impl NativeCatalog for FakeNative {
    fn add_ref(&self, handle: RawHandle) -> Result<()> {
        self.with_state(|state| {
            if !state.objects.contains_key(&handle.0) {
                return Err(Error::Handle);
            }
            *state.refcounts.entry(handle.0).or_insert(0) += 1;
            Ok(())
        })
    }

    fn release(&self, handle: RawHandle) {
        self.with_state(|state| {
            if let Some(count) = state.refcounts.get_mut(&handle.0) {
                *count = count.saturating_sub(1);
            }
        });
    }

    fn resolve(&self, kind: LinkType, id: &str) -> Result<RawHandle> {
        self.with_state(|state| {
            let handle = match state.by_identity.get(&(kind, id.to_string())) {
                Some(handle) => *handle,
                None => {
                    // The real library constructs an unloaded object for any
                    // syntactically valid identifier.
                    let handle = state.next_handle;
                    state.next_handle += 1;
                    state.objects.insert(handle, FakeObject::new(kind, id));
                    state.by_identity.insert((kind, id.to_string()), handle);
                    handle
                }
            };
            *state.refcounts.entry(handle).or_insert(0) += 1;
            Ok(RawHandle(handle))
        })
    }

    fn identity(&self, handle: RawHandle) -> Result<(LinkType, String)> {
        self.with_state(|state| {
            let object = state.objects.get(&handle.0).ok_or(Error::Handle)?;
            Ok((object.kind, object.id.clone()))
        })
    }

    fn object_name(&self, handle: RawHandle) -> String {
        self.with_state(|state| {
            state
                .objects
                .get(&handle.0)
                .map(|object| object.name.clone())
                .unwrap_or_default()
        })
    }

    fn object_loaded(&self, handle: RawHandle) -> bool {
        self.with_state(|state| state.objects.get(&handle.0).is_some_and(|o| o.loaded))
    }

    fn track_duration_ms(&self, handle: RawHandle) -> u64 {
        self.with_state(|state| state.objects.get(&handle.0).map_or(0, |o| o.duration_ms))
    }

    fn track_popularity(&self, handle: RawHandle) -> u8 {
        self.with_state(|state| state.objects.get(&handle.0).map_or(0, |o| o.popularity))
    }

    fn track_disc(&self, handle: RawHandle) -> u32 {
        self.with_state(|state| state.objects.get(&handle.0).map_or(0, |o| o.disc))
    }

    fn track_index(&self, handle: RawHandle) -> u32 {
        self.with_state(|state| state.objects.get(&handle.0).map_or(0, |o| o.index))
    }

    fn track_error(&self, handle: RawHandle) -> Option<NativeError> {
        self.with_state(|state| state.objects.get(&handle.0).and_then(|o| o.error))
    }

    fn track_availability(&self, handle: RawHandle) -> Availability {
        self.with_state(|state| {
            state
                .objects
                .get(&handle.0)
                .map_or(Availability::Unavailable, |o| o.availability)
        })
    }

    fn track_offline_status(&self, handle: RawHandle) -> OfflineStatus {
        self.with_state(|state| {
            state
                .objects
                .get(&handle.0)
                .map_or(OfflineStatus::No, |o| o.offline)
        })
    }

    fn track_is_starred(&self, handle: RawHandle) -> bool {
        self.with_state(|state| state.objects.get(&handle.0).is_some_and(|o| o.starred))
    }

    fn track_is_local(&self, handle: RawHandle) -> bool {
        self.with_state(|state| state.objects.get(&handle.0).is_some_and(|o| o.local))
    }

    fn track_is_autolinked(&self, handle: RawHandle) -> bool {
        self.with_state(|state| state.objects.get(&handle.0).is_some_and(|o| o.autolinked))
    }

    fn track_is_placeholder(&self, handle: RawHandle) -> bool {
        self.with_state(|state| state.objects.get(&handle.0).is_some_and(|o| o.placeholder))
    }

    fn track_album(&self, handle: RawHandle) -> Result<RawHandle> {
        self.with_state(|state| {
            let album = state
                .objects
                .get(&handle.0)
                .ok_or(Error::Handle)?
                .album
                .ok_or(Error::Handle)?;
            *state.refcounts.entry(album).or_insert(0) += 1;
            Ok(RawHandle(album))
        })
    }

    fn track_artist_count(&self, handle: RawHandle) -> usize {
        self.with_state(|state| state.objects.get(&handle.0).map_or(0, |o| o.artists.len()))
    }

    fn track_artist(&self, handle: RawHandle, index: usize) -> Result<RawHandle> {
        self.with_state(|state| {
            let artist = *state
                .objects
                .get(&handle.0)
                .ok_or(Error::Handle)?
                .artists
                .get(index)
                .ok_or(Error::NativeCall(NativeError::IndexOutOfRange))?;
            *state.refcounts.entry(artist).or_insert(0) += 1;
            Ok(RawHandle(artist))
        })
    }

    fn track_playable(&self, handle: RawHandle) -> Result<RawHandle> {
        self.with_state(|state| {
            let object = state.objects.get(&handle.0).ok_or(Error::Handle)?;
            let target = object.playable.unwrap_or(handle.0);
            *state.refcounts.entry(target).or_insert(0) += 1;
            Ok(RawHandle(target))
        })
    }

    fn local_track_create(
        &self,
        title: &str,
        artist: &str,
        album: &str,
        duration_ms: i64,
    ) -> Result<RawHandle> {
        let _ = (artist, album);
        self.with_state(|state| {
            let id = format!("local-{}", state.next_local);
            state.next_local += 1;
            let handle = state.next_handle;
            state.next_handle += 1;

            let mut object = FakeObject::new(LinkType::Track, &id);
            object.name = title.to_string();
            object.loaded = true;
            object.local = true;
            object.duration_ms = duration_ms.max(0) as u64;
            // Catalog matching is not modelled: local tracks stay unresolved.
            object.availability = Availability::Unavailable;

            state.objects.insert(handle, object);
            state.by_identity.insert((LinkType::Track, id), handle);
            state.refcounts.insert(handle, 1);
            Ok(RawHandle(handle))
        })
    }

    fn album_year(&self, handle: RawHandle) -> u32 {
        self.with_state(|state| state.objects.get(&handle.0).map_or(0, |o| o.year))
    }

    fn album_artist(&self, handle: RawHandle) -> Result<RawHandle> {
        self.with_state(|state| {
            let artist = *state
                .objects
                .get(&handle.0)
                .ok_or(Error::Handle)?
                .artists
                .first()
                .ok_or(Error::Handle)?;
            *state.refcounts.entry(artist).or_insert(0) += 1;
            Ok(RawHandle(artist))
        })
    }

    fn album_available(&self, handle: RawHandle) -> bool {
        self.with_state(|state| state.objects.get(&handle.0).is_some_and(|o| o.available))
    }
}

------------------------------------------------

Task goal: Give back all the records exactly as they stand.

Your response:
impl NativeCatalog for FakeNative {
    fn add_ref(&self, handle: RawHandle) -> Result<()> {
        self.with_state(|state| {
            if !state.objects.contains_key(&handle.0) {
                return Err(Error::Handle);
            }
            *state.refcounts.entry(handle.0).or_insert(0) += 1;
            Ok(())
        })
    }

    fn release(&self, handle: RawHandle) {
        self.with_state(|state| {
            if let Some(count) = state.refcounts.get_mut(&handle.0) {
                *count = count.saturating_sub(1);
            }
        });
    }

    fn resolve(&self, kind: LinkType, id: &str) -> Result<RawHandle> {
        self.with_state(|state| {
            let handle = match state.by_identity.get(&(kind, id.to_string())) {
                Some(handle) => *handle,
                None => {
                    // The real library constructs an unloaded object for any
                    // syntactically valid identifier.
                    let handle = state.next_handle;
                    state.next_handle += 1;
                    state.objects.insert(handle, FakeObject::new(kind, id));
                    state.by_identity.insert((kind, id.to_string()), handle);
                    handle
                }
            };
            *state.refcounts.entry(handle).or_insert(0) += 1;
            Ok(RawHandle(handle))
        })
    }

    fn identity(&self, handle: RawHandle) -> Result<(LinkType, String)> {
        self.with_state(|state| {
            let object = state.objects.get(&handle.0).ok_or(Error::Handle)?;
            Ok((object.kind, object.id.clone()))
        })
    }

    fn object_name(&self, handle: RawHandle) -> String {
        self.with_state(|state| {
            state
                .objects
                .get(&handle.0)
                .map(|object| object.name.clone())
                .unwrap_or_default()
        })
    }

    fn object_loaded(&self, handle: RawHandle) -> bool {
        self.with_state(|state| state.objects.get(&handle.0).is_some_and(|o| o.loaded))
    }

    fn track_duration_ms(&self, handle: RawHandle) -> u64 {
        self.with_state(|state| state.objects.get(&handle.0).map_or(0, |o| o.duration_ms))
    }

    fn track_popularity(&self, handle: RawHandle) -> u8 {
        self.with_state(|state| state.objects.get(&handle.0).map_or(0, |o| o.popularity))
    }

    fn track_disc(&self, handle: RawHandle) -> u32 {
        self.with_state(|state| state.objects.get(&handle.0).map_or(0, |o| o.disc))
    }

    fn track_index(&self, handle: RawHandle) -> u32 {
        self.with_state(|state| state.objects.get(&handle.0).map_or(0, |o| o.index))
    }

    fn track_error(&self, handle: RawHandle) -> Option<NativeError> {
        self.with_state(|state| state.objects.get(&handle.0).and_then(|o| o.error))
    }

    fn track_availability(&self, handle: RawHandle) -> Availability {
        self.with_state(|state| {
            state
                .objects
                .get(&handle.0)
                .map_or(Availability::Unavailable, |o| o.availability)
        })
    }

    fn track_offline_status(&self, handle: RawHandle) -> OfflineStatus {
        self.with_state(|state| {
            state
                .objects
                .get(&handle.0)
                .map_or(OfflineStatus::No, |o| o.offline)
        })
    }

    fn track_is_starred(&self, handle: RawHandle) -> bool {
        self.with_state(|state| state.objects.get(&handle.0).is_some_and(|o| o.starred))
    }

    fn track_is_local(&self, handle: RawHandle) -> bool {
        self.with_state(|state| state.objects.get(&handle.0).is_some_and(|o| o.local))
    }

    fn track_is_autolinked(&self, handle: RawHandle) -> bool {
        self.with_state(|state| state.objects.get(&handle.0).is_some_and(|o| o.autolinked))
    }

    fn track_is_placeholder(&self, handle: RawHandle) -> bool {
        self.with_state(|state| state.objects.get(&handle.0).is_some_and(|o| o.placeholder))
    }

    fn track_album(&self, handle: RawHandle) -> Result<RawHandle> {
        self.with_state(|state| {
            let album = state
                .objects
                .get(&handle.0)
                .ok_or(Error::Handle)?
                .album
                .ok_or(Error::Handle)?;
            *state.refcounts.entry(album).or_insert(0) += 1;
            Ok(RawHandle(album))
        })
    }

    fn track_artist_count(&self, handle: RawHandle) -> usize {
        self.with_state(|state| state.objects.get(&handle.0).map_or(0, |o| o.artists.len()))
    }

    fn track_artist(&self, handle: RawHandle, index: usize) -> Result<RawHandle> {
        self.with_state(|state| {
            let artist = *state
                .objects
                .get(&handle.0)
                .ok_or(Error::Handle)?
                .artists
                .get(index)
                .ok_or(Error::NativeCall(NativeError::IndexOutOfRange))?;
            *state.refcounts.entry(artist).or_insert(0) += 1;
            Ok(RawHandle(artist))
        })
    }

    fn track_playable(&self, handle: RawHandle) -> Result<RawHandle> {
        self.with_state(|state| {
            let object = state.objects.get(&handle.0).ok_or(Error::Handle)?;
            let target = object.playable.unwrap_or(handle.0);
            *state.refcounts.entry(target).or_insert(0) += 1;
            Ok(RawHandle(target))
        })
    }

    fn local_track_create(
        &self,
        title: &str,
        artist: &str,
        album: &str,
        duration_ms: i64,
    ) -> Result<RawHandle> {
        let _ = (artist, album);
        self.with_state(|state| {
            let id = format!("local-{}", state.next_local);
            state.next_local += 1;
            let handle = state.next_handle;
            state.next_handle += 1;

            let mut object = FakeObject::new(LinkType::Track, &id);
            object.name = title.to_string();
            object.loaded = true;
            object.local = true;
            object.duration_ms = duration_ms.max(0) as u64;
            // Catalog matching is not modelled: local tracks stay unresolved.
            object.availability = Availability::Unavailable;

            state.objects.insert(handle, object);
            state.by_identity.insert((LinkType::Track, id), handle);
            state.refcounts.insert(handle, 1);
            Ok(RawHandle(handle))
        })
    }

    fn album_year(&self, handle: RawHandle) -> u32 {
        self.with_state(|state| state.objects.get(&handle.0).map_or(0, |o| o.year))
    }

    fn album_artist(&self, handle: RawHandle) -> Result<RawHandle> {
        self.with_state(|state| {
            let artist = *state
                .objects
                .get(&handle.0)
                .ok_or(Error::Handle)?
                .artists
                .first()
                .ok_or(Error::Handle)?;
            *state.refcounts.entry(artist).or_insert(0) += 1;
            Ok(RawHandle(artist))
        })
    }

    fn album_available(&self, handle: RawHandle) -> bool {
        self.with_state(|state| state.objects.get(&handle.0).is_some_and(|o| o.available))
    }
}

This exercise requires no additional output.